“Trust me, neither Sylvia nor I want to be owned. We're too old for that. And she's a lot healthier than you give her credit for. If she walked away from her husband of twenty years without a backward glance, she's not going to be hanging around my neck like an albatross, trying to get her claws into me. If anyone walks, she's a lot more likely to do it first.”
“Is she commitment phobic? If she is, you could get seriously hurt.”
“And I haven't been hurt before? Charlie, be serious, life is about getting hurt. We get hurt every day when people we scarcely know won't take our calls. I've probably had more women walk out on me than any guy in New York. I survived it. I will again, if that happens. And yes, she probably is commitment phobic, so am I. Christ, I don't even want to meet her kids. I'm scared to death to get hurt or too attached, but this is the first time I've actually felt that the upside of the ride just might be worth a little pain, or even a lot of risk. No one's made any promises. No one's talking about marriage. All we're saying to each other right now is, where do you want to have dinner tonight? For the moment, we're both still safe.”
“You're never safe once you get involved,” Charlie said with a worried frown. “I just don't want you to get hurt.” But he had tipped his hand about how he felt about relationships. It wasn't just about the fatal flaws he found in his debutantes, it was about the pain he had been trying to avoid ever since his entire family died. Charlie was terrified to take a risk. Gray no longer was. It was a major milestone for him. And the fact that he was doing so was a huge threat to Charlie. It was as though an alarm bell had gone off somewhere. One of the members of the Bachelors' Army had defected. Gray saw everything in Charlie's eyes that Sylvia had feared, not only distrust and disapproval, but total panic. She was smarter than Gray knew, about people anyway, and she had Charlie pegged. Maybe Adam too. What Gray didn't like about it was that Charlie's reaction to his situation with Sylvia made him feel not only disloyal to him, but as though he was a total fool for feeling as he did. It was an unpleasant feeling, and put a pall on things, as Charlie signed the check.

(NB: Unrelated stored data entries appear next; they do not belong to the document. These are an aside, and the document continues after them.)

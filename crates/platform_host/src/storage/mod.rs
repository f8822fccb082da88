//! Storage contracts, persisted record types, and the well-known keys used by the desktop.

pub mod kv;
pub mod records;

/// Session-scoped key holding the in-progress Notes editor text.
pub const NOTES_DRAFT_KEY: &str = "notes-content";
/// Durable key holding the JSON array of notes saved to the Desktop.
pub const SAVED_NOTES_KEY: &str = "saved-notes";
/// Durable key holding the JSON array of user-uploaded wallpapers.
pub const CUSTOM_WALLPAPERS_KEY: &str = "customWallpapers";
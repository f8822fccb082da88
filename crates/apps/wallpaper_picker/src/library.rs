//! Sidebar sections, the custom wallpaper library, and the upload draft.

use desktop_app_contract::{WallpaperSelection, DEFAULT_WALLPAPER};
use platform_host::{
    load_collection_with, save_json_with, CustomWallpaperRecord, KeyValueStore,
    WallpaperCategory, CUSTOM_WALLPAPERS_KEY,
};

#[derive(Debug, Clone, Copy, PartialEq, Eq)]
/// A sidebar entry: one bundled category or the user's uploads.
pub enum PickerSection {
    /// Bundled presets of one category.
    Catalog(WallpaperCategory),
    /// User uploads.
    Custom,
}

impl PickerSection {
    /// Sections in sidebar order.
    pub const ALL: [Self; 5] = [
        Self::Catalog(WallpaperCategory::Featured),
        Self::Catalog(WallpaperCategory::Landscapes),
        Self::Catalog(WallpaperCategory::Abstract),
        Self::Catalog(WallpaperCategory::SolidColors),
        Self::Custom,
    ];

    /// Sidebar label.
    pub const fn label(self) -> &'static str {
        match self {
            Self::Catalog(category) => category.label(),
            Self::Custom => "My Wallpapers",
        }
    }

    /// Whether the dynamic wallpaper entry is listed above this section.
    pub const fn shows_dynamic(self) -> bool {
        matches!(self, Self::Catalog(WallpaperCategory::Featured))
    }
}

/// Whether a static tile for `path` should carry the selection ring.
pub fn is_static_selected(current: &WallpaperSelection, path: &str) -> bool {
    !current.is_dynamic && current.value == path
}

/// Reads the custom library from durable storage.
///
/// # Errors
///
/// Returns the decode error for a corrupt stored value.
pub fn load_custom_wallpapers(
    store: &dyn KeyValueStore,
) -> Result<Vec<CustomWallpaperRecord>, String> {
    load_collection_with(store, CUSTOM_WALLPAPERS_KEY)
}

/// Writes the custom library to durable storage.
///
/// # Errors
///
/// Returns the storage backend error.
pub fn save_custom_wallpapers(
    store: &dyn KeyValueStore,
    records: &[CustomWallpaperRecord],
) -> Result<(), String> {
    save_json_with(store, CUSTOM_WALLPAPERS_KEY, records)
}

/// Suggested display name for an uploaded file: everything before the first `.`.
pub fn default_upload_name(file_name: &str) -> String {
    file_name.split('.').next().unwrap_or_default().to_string()
}

#[derive(Debug, Clone, Default, PartialEq, Eq)]
/// State of the upload dialog.
pub struct UploadDraft {
    /// Object URL of the picked image.
    pub preview_url: Option<String>,
    /// Name typed by the user.
    pub name: String,
}

impl UploadDraft {
    /// Records a freshly picked file, returning the preview URL it replaces.
    pub fn pick(&mut self, file_name: &str, url: String) -> Option<String> {
        self.name = default_upload_name(file_name);
        self.preview_url.replace(url)
    }

    /// Drops the picked file, returning its preview URL.
    pub fn clear_file(&mut self) -> Option<String> {
        self.preview_url.take()
    }

    /// Whether both a file and a non-blank name are present.
    pub fn can_upload(&self) -> bool {
        self.preview_url.is_some() && !self.name.trim().is_empty()
    }

    /// Consumes the draft into a library record stamped with `timestamp_ms`.
    pub fn into_record(self, timestamp_ms: u64) -> Option<CustomWallpaperRecord> {
        let name = self.name.trim().to_string();
        if name.is_empty() {
            return None;
        }
        let path = self.preview_url?;
        Some(CustomWallpaperRecord {
            id: format!("custom-{timestamp_ms}"),
            name,
            path,
        })
    }
}

/// Removes the record with `id` from the library, returning it.
pub fn remove_custom(
    records: &mut Vec<CustomWallpaperRecord>,
    id: &str,
) -> Option<CustomWallpaperRecord> {
    let index = records.iter().position(|record| record.id == id)?;
    Some(records.remove(index))
}

/// Selection to apply after deleting `removed`: the default image when it was current.
pub fn fallback_after_delete(
    current: &WallpaperSelection,
    removed: &CustomWallpaperRecord,
) -> Option<WallpaperSelection> {
    (current.value == removed.path).then(|| WallpaperSelection::fixed(DEFAULT_WALLPAPER))
}

#[cfg(test)]
mod tests {
    use platform_host::MemoryKeyValueStore;
    use pretty_assertions::assert_eq;

    use super::*;

    fn record(id: &str, path: &str) -> CustomWallpaperRecord {
        CustomWallpaperRecord {
            id: id.to_string(),
            name: id.to_string(),
            path: path.to_string(),
        }
    }

    #[test]
    fn upload_name_strips_everything_after_first_dot() {
        assert_eq!(default_upload_name("beach.day.png"), "beach");
        assert_eq!(default_upload_name("sunset"), "sunset");
    }

    #[test]
    fn draft_requires_file_and_name() {
        let mut draft = UploadDraft::default();
        assert!(!draft.can_upload());
        assert_eq!(draft.pick("photo.jpg", "blob:a".to_string()), None);
        assert!(draft.can_upload());
        draft.name = "   ".to_string();
        assert!(!draft.can_upload());
        assert_eq!(draft.clone().into_record(1), None);
        draft.name = " Trip ".to_string();
        assert_eq!(
            draft.into_record(1_700_000_000_000),
            Some(CustomWallpaperRecord {
                id: "custom-1700000000000".to_string(),
                name: "Trip".to_string(),
                path: "blob:a".to_string(),
            })
        );
    }

    #[test]
    fn picking_again_hands_back_previous_preview() {
        let mut draft = UploadDraft::default();
        draft.pick("a.png", "blob:a".to_string());
        assert_eq!(draft.pick("b.png", "blob:b".to_string()), Some("blob:a".to_string()));
        assert_eq!(draft.name, "b");
        assert_eq!(draft.clear_file(), Some("blob:b".to_string()));
        assert!(!draft.can_upload());
    }

    #[test]
    fn deleting_current_custom_resets_to_default() {
        let mut records = vec![record("custom-1", "blob:1"), record("custom-2", "blob:2")];
        let removed = remove_custom(&mut records, "custom-1").expect("present");
        assert_eq!(records, vec![record("custom-2", "blob:2")]);
        assert_eq!(
            fallback_after_delete(&WallpaperSelection::fixed("blob:1"), &removed),
            Some(WallpaperSelection::fixed(DEFAULT_WALLPAPER))
        );
        assert_eq!(
            fallback_after_delete(&WallpaperSelection::fixed("#121212"), &removed),
            None
        );
        assert_eq!(remove_custom(&mut records, "missing"), None);
    }

    #[test]
    fn library_persists_under_custom_wallpapers_key() {
        let store = MemoryKeyValueStore::default();
        assert!(load_custom_wallpapers(&store).expect("empty").is_empty());
        let records = vec![record("custom-9", "blob:9")];
        save_custom_wallpapers(&store, &records).expect("save");
        assert_eq!(load_custom_wallpapers(&store).expect("load"), records);
        assert!(store
            .get(CUSTOM_WALLPAPERS_KEY)
            .expect("raw")
            .contains("\"custom-9\""));
    }

    #[test]
    fn dynamic_selection_rings_no_static_tile() {
        let dynamic = WallpaperSelection {
            value: DEFAULT_WALLPAPER.to_string(),
            is_dynamic: true,
        };
        assert!(!is_static_selected(&dynamic, DEFAULT_WALLPAPER));
        assert!(is_static_selected(
            &WallpaperSelection::fixed(DEFAULT_WALLPAPER),
            DEFAULT_WALLPAPER
        ));
        assert_eq!(PickerSection::ALL[4].label(), "My Wallpapers");
        assert!(PickerSection::ALL[0].shows_dynamic());
    }
}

From Gray's perspective, it hadn't been an easy lunch, to say the least.
“Sylvia and I were hoping that you would come down to the loft for dinner one night.” Charlie put the pen down and stared at him.
“Do you realize what you sound like?” Charlie said with a grim look, as Gray shook his head. He wasn't sure he wanted to hear. “A married man, for God's sake. And don't forget you're not.”
“Is that the worst thing that could happen to me?” Gray finally snapped back. He was disappointed by Charlie's reaction. Severely so, in fact. He hadn't wanted Sylvia to be right. And she was. Dead on. “Somehow, I think colon cancer would be worse.”
“Sometimes it's hard to tell the difference,” Charlie said cynically. “Committing yourself to that extent can be a very insidious thing. You have to give up who you are to do it, and become someone no sane man would ever want to be.” He said it with total conviction, as Gray sighed and looked at him. Who had they become in all these years? How high a price had they paid for the freedom they were hanging on to so desperately? Maybe too high a price. In the end, after defending their independence for a lifetime, they were all going to wind up alone. And suddenly since he'd met Sylvia, it had occurred to Gray that that might not be such a worthy goal. He had said it to her only days before. He had finally realized that one day, when it came to that, he didn't want to die alone. One day the crazy, needy women, and the debutantes and Adam's bimbos, would stop hanging on, or even coming around. They would be at home with someone else. The paradise of freedom wasn't looking quite so good to Gray as it had till then.
“Do you really want to spend your old age with me?” Gray asked Charlie, looking him dead in the eye. “Is that what you want? Or would you like a better-looking pair of legs than mine across the table from you when you're floating around on the
“What's happening to you? What's she feeding you? Ecstasy? Why the hell are you worrying about your old age now? You're fifty years old. You don't have to worry about that for another thirty years, and God knows what'll happen to us between now and then.”